Wherever "plural" turns up in a line of the entries below, that line counts. Say how many such lines there are, with no other words.
-----
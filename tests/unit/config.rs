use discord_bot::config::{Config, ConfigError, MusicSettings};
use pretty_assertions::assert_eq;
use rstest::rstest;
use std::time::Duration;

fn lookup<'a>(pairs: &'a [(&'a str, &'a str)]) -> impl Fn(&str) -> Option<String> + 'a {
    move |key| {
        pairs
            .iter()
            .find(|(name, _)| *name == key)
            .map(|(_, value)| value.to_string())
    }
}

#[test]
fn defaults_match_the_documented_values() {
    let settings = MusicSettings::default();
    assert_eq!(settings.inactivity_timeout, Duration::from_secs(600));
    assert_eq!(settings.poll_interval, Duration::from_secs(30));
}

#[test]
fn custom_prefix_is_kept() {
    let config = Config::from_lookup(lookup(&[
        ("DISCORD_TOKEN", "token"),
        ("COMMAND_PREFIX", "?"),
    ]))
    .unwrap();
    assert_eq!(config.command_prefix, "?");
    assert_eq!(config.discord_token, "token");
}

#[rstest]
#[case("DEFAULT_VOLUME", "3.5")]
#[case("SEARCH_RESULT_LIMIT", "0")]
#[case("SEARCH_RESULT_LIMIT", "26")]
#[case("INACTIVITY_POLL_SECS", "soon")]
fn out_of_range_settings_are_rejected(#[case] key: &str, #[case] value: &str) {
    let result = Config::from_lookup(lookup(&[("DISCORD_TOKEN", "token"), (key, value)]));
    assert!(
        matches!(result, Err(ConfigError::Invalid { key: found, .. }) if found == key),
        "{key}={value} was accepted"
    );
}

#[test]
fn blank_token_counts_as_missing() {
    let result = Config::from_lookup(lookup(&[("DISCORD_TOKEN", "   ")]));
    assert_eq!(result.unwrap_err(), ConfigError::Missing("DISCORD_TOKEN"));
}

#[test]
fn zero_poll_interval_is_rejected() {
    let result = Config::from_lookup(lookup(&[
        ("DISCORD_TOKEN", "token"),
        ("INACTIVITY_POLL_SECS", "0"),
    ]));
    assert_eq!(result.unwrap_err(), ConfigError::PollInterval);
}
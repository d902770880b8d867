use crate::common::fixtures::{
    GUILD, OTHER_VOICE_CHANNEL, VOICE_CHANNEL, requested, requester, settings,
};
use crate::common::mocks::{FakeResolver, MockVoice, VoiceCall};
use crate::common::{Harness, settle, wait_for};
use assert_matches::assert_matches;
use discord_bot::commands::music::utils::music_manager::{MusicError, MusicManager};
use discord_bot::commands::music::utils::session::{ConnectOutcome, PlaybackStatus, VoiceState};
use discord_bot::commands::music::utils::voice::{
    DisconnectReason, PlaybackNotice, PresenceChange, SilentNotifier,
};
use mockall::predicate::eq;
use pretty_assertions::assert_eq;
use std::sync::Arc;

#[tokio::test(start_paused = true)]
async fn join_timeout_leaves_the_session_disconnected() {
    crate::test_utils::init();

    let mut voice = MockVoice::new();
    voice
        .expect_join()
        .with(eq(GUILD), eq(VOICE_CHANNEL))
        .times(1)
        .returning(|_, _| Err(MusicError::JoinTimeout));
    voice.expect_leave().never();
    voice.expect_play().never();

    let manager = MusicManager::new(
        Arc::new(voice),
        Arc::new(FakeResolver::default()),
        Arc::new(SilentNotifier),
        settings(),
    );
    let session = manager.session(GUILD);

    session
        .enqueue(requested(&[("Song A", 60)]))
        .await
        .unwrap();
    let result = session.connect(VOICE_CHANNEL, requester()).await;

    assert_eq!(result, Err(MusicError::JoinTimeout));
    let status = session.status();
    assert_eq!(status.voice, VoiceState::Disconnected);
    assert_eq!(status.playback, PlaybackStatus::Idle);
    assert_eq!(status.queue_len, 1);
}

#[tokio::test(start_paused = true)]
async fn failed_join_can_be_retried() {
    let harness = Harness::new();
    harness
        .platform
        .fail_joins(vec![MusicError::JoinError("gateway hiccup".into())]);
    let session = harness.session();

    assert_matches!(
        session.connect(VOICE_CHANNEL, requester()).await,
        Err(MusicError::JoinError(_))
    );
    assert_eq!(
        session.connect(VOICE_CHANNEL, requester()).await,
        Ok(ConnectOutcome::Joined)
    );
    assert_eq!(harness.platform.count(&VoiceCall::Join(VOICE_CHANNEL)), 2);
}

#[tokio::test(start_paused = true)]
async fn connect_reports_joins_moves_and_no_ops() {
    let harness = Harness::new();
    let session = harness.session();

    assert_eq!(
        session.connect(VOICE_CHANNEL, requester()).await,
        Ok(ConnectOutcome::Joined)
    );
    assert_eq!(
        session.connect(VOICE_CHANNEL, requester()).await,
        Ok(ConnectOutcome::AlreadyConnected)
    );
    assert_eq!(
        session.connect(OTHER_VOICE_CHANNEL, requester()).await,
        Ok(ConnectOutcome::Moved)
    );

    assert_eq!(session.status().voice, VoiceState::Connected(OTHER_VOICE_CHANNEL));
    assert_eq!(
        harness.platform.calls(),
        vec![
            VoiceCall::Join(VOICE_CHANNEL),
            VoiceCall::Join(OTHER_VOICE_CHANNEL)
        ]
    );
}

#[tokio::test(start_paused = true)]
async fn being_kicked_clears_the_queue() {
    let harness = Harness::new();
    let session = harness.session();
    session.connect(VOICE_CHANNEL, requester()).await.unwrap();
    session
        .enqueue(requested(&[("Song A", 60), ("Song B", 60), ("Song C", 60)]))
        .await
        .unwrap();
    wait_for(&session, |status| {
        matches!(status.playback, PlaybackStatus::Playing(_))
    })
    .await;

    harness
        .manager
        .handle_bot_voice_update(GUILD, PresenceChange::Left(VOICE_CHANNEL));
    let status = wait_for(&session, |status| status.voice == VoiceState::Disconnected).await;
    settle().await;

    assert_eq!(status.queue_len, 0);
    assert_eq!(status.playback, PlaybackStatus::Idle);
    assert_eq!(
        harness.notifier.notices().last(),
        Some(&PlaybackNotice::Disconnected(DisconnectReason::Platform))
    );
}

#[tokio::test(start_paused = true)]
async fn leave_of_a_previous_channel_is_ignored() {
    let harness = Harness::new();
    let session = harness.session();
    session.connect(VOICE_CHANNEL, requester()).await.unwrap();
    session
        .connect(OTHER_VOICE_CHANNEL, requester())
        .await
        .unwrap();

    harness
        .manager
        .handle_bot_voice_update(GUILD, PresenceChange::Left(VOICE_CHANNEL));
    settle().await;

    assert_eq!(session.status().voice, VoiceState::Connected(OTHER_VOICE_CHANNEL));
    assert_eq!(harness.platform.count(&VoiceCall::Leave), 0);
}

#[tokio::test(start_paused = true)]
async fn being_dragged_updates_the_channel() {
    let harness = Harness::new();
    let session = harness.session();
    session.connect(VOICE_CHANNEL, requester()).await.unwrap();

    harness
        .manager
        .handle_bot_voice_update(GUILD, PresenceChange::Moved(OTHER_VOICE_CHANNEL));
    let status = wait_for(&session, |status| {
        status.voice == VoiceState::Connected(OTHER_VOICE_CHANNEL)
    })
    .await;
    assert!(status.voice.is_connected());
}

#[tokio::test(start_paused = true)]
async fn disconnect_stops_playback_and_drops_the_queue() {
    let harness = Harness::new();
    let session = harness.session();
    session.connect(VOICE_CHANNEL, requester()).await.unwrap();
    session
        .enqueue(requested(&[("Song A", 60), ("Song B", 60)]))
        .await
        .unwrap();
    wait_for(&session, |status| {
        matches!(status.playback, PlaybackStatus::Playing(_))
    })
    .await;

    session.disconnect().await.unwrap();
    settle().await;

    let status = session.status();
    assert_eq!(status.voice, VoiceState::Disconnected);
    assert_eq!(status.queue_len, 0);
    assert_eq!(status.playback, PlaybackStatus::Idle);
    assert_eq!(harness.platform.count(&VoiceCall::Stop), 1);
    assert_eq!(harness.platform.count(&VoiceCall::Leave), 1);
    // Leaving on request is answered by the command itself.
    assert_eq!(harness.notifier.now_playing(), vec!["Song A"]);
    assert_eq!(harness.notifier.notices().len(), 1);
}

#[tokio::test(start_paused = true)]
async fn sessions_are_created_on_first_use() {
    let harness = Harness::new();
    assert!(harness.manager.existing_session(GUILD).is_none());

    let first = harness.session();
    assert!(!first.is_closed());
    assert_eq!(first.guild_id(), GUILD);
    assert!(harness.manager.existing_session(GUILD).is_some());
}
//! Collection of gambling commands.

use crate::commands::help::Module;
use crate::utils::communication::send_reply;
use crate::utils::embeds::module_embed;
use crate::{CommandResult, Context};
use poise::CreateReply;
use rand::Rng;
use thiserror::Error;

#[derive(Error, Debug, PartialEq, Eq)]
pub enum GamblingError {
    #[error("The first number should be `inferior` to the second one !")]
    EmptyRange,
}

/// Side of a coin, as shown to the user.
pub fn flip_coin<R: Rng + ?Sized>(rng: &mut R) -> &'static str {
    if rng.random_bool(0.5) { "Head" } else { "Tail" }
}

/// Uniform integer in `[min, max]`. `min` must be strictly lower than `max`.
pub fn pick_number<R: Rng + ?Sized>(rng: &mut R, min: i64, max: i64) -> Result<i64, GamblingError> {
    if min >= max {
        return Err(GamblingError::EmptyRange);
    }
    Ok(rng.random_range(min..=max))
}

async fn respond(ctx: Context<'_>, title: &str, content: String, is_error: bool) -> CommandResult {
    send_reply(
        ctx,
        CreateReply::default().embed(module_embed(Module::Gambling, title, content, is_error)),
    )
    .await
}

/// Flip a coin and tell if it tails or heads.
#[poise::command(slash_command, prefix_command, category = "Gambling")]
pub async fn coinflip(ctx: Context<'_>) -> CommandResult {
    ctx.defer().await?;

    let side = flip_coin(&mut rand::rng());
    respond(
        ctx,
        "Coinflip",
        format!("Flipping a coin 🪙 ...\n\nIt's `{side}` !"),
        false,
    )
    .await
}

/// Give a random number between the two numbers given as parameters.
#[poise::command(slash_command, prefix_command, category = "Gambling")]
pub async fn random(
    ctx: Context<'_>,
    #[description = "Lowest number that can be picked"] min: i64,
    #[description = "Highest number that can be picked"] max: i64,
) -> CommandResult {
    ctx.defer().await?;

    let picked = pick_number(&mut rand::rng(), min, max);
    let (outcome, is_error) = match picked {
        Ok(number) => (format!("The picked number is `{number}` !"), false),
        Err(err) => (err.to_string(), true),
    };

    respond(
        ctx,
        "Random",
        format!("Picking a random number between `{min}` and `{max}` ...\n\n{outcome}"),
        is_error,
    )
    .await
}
-----
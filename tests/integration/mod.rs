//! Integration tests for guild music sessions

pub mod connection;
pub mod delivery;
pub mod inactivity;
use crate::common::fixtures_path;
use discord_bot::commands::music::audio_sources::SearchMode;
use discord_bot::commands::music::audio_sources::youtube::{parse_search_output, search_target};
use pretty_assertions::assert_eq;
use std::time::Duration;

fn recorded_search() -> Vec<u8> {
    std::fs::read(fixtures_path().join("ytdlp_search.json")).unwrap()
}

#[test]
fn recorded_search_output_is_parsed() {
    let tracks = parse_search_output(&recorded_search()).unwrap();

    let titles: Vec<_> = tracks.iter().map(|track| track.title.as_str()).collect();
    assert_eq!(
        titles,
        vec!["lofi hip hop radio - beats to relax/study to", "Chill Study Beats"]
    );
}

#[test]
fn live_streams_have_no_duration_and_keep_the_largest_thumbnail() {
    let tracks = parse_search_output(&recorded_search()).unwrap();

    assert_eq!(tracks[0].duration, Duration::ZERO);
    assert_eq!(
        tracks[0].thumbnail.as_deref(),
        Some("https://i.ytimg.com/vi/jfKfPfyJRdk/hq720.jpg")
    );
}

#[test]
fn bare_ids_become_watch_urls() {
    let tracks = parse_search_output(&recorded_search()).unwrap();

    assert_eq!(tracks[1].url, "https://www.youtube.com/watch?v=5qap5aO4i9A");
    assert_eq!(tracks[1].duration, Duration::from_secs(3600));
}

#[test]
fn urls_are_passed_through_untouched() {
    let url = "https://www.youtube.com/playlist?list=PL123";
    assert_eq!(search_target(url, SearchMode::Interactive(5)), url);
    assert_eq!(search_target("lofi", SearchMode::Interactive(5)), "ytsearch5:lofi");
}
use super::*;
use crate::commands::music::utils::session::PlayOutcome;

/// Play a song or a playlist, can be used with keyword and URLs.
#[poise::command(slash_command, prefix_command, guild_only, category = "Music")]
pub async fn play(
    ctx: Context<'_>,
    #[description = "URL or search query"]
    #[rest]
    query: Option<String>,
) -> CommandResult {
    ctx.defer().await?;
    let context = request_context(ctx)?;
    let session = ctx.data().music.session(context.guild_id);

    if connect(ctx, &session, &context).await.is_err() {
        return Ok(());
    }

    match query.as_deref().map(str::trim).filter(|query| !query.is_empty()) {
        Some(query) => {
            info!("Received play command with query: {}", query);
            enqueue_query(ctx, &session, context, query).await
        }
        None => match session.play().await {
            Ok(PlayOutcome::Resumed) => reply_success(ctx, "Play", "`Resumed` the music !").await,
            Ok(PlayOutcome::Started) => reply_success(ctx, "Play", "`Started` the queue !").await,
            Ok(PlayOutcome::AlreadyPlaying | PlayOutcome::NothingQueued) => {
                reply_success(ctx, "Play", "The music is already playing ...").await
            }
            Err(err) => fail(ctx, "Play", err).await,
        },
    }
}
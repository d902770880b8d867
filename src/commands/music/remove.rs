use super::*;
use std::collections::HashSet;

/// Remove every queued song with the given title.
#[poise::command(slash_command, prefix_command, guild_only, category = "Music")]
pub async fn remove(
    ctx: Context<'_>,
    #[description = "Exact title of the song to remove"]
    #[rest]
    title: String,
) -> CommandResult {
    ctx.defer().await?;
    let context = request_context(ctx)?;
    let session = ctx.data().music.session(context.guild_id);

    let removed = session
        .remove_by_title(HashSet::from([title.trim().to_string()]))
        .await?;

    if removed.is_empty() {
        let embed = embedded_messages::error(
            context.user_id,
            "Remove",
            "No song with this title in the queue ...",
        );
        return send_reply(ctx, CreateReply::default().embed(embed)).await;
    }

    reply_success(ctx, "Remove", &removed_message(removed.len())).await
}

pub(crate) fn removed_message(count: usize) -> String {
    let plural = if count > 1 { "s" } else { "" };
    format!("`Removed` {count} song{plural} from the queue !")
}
-----
■ TASK OUTPUT ■
2